START DATASET ENTRIES
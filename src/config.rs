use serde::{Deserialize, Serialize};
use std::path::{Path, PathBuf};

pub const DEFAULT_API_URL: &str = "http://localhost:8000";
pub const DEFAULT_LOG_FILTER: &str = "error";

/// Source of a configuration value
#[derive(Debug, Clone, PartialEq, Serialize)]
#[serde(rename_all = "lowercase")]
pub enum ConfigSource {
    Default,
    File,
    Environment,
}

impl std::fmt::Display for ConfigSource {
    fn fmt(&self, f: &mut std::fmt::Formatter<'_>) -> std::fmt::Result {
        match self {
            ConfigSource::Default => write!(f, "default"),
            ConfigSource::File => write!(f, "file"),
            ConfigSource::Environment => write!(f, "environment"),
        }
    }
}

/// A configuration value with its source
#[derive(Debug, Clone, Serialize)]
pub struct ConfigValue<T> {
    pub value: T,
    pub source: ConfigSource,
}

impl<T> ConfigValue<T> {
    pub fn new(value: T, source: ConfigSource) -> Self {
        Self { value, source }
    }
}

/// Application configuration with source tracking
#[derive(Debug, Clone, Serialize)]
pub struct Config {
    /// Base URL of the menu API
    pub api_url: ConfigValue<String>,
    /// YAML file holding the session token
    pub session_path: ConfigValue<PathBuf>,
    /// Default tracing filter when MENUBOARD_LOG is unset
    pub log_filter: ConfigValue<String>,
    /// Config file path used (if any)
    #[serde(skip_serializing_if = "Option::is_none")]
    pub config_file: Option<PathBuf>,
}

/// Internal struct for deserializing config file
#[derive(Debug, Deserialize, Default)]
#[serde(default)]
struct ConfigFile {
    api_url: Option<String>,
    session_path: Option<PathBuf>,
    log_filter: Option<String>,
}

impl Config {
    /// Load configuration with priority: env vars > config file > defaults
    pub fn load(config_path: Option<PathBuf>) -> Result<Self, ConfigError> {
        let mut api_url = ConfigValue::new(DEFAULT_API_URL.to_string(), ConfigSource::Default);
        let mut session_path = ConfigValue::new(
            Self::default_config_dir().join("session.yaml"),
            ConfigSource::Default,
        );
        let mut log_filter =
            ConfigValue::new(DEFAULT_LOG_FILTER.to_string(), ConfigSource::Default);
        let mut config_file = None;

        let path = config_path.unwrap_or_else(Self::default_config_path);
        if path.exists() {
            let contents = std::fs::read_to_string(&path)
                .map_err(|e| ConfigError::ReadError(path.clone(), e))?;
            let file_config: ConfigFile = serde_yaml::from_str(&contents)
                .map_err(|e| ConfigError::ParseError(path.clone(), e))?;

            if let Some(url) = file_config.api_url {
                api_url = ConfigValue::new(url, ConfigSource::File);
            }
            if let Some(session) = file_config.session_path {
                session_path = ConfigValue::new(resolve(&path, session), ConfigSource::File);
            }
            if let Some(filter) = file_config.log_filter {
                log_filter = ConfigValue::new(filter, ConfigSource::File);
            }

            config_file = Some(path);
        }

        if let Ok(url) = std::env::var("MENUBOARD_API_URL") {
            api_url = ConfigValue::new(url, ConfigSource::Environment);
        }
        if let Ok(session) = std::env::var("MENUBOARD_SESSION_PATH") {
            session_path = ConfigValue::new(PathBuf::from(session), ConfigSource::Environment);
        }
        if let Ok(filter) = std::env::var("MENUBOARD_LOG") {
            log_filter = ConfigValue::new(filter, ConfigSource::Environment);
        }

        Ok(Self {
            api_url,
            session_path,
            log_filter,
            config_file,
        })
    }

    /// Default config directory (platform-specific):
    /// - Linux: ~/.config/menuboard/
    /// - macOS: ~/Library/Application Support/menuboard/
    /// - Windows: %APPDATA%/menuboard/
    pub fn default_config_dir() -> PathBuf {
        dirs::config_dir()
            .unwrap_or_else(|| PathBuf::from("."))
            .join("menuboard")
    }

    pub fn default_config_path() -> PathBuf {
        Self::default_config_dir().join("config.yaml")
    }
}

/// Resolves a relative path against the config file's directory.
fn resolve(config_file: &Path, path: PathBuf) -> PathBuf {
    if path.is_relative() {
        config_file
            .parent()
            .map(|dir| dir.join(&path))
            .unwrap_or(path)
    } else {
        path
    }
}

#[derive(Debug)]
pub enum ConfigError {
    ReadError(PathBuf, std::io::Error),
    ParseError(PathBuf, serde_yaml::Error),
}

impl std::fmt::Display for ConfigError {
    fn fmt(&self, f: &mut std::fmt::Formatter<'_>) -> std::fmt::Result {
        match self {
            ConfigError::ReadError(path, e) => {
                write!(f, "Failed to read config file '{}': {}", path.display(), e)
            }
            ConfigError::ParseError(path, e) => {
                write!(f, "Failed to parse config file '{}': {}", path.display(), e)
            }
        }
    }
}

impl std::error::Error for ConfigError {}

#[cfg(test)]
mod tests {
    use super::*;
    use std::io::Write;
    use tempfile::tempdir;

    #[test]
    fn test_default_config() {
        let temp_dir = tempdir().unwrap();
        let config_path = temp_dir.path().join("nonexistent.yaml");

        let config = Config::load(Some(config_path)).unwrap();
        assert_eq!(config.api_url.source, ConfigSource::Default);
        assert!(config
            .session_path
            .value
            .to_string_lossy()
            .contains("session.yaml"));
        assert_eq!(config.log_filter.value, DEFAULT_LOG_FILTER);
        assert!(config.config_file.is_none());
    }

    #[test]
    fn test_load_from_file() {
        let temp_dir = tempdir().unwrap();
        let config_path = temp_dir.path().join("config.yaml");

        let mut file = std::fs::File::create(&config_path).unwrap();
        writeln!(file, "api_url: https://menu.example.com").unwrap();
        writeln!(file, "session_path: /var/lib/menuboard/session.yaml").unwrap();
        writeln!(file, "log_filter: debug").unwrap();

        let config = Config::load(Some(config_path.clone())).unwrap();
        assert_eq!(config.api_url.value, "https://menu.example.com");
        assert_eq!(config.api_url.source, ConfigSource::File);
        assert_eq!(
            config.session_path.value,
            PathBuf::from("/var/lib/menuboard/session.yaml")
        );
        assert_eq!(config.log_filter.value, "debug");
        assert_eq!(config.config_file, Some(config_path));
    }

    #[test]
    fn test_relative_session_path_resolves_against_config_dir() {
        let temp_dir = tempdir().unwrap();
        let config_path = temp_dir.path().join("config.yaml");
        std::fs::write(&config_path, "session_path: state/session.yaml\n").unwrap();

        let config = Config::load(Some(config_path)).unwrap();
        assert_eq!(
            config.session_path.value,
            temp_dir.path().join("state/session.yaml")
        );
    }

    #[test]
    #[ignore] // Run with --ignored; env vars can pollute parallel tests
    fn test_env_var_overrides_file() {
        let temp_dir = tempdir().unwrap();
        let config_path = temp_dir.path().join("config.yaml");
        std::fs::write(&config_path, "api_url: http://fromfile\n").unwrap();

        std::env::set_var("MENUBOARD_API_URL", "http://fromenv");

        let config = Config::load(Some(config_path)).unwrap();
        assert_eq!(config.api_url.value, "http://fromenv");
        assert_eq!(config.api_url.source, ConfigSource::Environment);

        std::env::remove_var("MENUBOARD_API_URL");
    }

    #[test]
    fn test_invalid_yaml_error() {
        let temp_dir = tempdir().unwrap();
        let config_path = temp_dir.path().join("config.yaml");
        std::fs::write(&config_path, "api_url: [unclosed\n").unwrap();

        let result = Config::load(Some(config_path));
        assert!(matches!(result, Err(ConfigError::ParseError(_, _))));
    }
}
END DATASET ENTRIES
START DATASET ENTRIES
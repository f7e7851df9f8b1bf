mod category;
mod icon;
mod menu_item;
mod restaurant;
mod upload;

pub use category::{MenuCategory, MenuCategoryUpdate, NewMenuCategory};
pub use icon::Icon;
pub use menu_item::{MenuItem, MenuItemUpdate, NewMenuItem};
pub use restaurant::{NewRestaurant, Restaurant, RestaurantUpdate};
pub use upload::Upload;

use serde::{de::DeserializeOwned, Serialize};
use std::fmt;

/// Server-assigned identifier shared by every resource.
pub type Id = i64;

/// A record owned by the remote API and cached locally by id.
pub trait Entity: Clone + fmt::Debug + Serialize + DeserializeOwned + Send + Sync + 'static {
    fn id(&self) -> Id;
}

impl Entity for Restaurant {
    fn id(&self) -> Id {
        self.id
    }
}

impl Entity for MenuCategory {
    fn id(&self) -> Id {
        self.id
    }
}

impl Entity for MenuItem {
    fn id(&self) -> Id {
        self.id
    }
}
END DATASET ENTRIES
START DATASET ENTRIES
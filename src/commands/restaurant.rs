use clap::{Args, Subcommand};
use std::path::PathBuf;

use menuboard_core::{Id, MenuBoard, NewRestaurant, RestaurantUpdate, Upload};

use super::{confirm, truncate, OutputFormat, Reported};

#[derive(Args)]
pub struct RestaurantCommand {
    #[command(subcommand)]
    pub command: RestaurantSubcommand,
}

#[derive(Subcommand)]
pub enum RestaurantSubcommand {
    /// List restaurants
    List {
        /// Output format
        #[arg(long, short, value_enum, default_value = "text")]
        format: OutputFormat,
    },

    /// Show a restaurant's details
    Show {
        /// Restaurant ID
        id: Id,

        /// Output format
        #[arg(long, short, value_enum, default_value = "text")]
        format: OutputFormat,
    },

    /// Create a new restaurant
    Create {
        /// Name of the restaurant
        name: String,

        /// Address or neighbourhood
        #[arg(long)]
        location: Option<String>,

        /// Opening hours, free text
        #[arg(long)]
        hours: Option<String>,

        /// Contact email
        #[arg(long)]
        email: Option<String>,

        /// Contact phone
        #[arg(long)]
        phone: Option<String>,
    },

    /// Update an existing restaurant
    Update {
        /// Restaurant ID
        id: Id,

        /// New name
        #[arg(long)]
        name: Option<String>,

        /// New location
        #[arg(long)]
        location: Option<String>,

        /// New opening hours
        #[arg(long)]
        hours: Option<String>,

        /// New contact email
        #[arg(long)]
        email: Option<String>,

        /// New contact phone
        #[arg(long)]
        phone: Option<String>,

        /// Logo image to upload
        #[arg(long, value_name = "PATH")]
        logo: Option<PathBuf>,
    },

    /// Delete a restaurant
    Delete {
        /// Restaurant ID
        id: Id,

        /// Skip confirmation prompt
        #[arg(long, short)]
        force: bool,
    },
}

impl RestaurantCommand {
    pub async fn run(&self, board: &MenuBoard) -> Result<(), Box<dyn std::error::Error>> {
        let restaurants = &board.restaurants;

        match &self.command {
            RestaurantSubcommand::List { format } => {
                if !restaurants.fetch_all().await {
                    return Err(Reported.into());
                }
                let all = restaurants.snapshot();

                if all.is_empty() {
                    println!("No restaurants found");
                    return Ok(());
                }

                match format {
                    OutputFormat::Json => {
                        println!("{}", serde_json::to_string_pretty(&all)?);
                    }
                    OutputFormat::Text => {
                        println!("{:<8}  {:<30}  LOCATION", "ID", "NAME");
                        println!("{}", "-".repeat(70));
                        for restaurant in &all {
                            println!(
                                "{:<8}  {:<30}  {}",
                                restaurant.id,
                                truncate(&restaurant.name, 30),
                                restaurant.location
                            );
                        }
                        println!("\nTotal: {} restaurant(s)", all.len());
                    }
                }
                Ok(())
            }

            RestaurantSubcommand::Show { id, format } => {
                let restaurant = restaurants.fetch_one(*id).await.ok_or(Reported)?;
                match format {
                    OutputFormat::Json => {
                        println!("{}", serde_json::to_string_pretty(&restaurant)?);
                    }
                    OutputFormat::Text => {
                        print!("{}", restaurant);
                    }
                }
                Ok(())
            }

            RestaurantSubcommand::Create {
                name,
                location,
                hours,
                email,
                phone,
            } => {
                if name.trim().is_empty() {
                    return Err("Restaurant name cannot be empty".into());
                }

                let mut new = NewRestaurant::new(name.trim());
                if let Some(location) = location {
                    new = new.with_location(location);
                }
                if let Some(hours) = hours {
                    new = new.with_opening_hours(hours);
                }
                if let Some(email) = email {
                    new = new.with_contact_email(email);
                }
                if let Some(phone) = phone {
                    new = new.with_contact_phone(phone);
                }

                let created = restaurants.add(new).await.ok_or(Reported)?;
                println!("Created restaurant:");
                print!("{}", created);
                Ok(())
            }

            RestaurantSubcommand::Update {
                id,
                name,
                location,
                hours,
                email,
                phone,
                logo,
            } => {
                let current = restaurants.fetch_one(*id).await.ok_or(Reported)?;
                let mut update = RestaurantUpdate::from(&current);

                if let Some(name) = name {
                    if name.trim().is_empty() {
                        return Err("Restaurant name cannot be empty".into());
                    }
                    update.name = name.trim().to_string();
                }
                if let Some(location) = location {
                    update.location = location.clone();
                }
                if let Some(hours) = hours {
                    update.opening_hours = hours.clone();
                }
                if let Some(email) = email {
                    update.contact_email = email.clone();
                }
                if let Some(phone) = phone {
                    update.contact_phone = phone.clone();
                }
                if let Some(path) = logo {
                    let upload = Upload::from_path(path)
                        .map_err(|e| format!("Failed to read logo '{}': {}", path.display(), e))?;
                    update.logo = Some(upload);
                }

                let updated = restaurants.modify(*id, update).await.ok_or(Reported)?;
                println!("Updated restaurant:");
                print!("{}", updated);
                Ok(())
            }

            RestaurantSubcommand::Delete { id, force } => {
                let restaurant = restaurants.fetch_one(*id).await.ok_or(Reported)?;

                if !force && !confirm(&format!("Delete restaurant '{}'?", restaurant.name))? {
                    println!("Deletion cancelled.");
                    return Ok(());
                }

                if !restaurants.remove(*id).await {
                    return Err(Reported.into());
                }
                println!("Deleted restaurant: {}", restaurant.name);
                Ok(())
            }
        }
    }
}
END DATASET ENTRIES
### TASK BRIEF
For this exercise, please output exactly the lines above starting at the line with "filename src/config.rs" and ending at the line with "#[derive(Debug, Clone, PartialEq, Serialize)]", ends included.

### ANSWER TO THE PROBLEM
filename src/config.rs
use serde::{Deserialize, Serialize};
use std::path::{Path, PathBuf};

pub const DEFAULT_API_URL: &str = "http://localhost:8000";
pub const DEFAULT_LOG_FILTER: &str = "error";

/// Source of a configuration value
#[derive(Debug, Clone, PartialEq, Serialize)]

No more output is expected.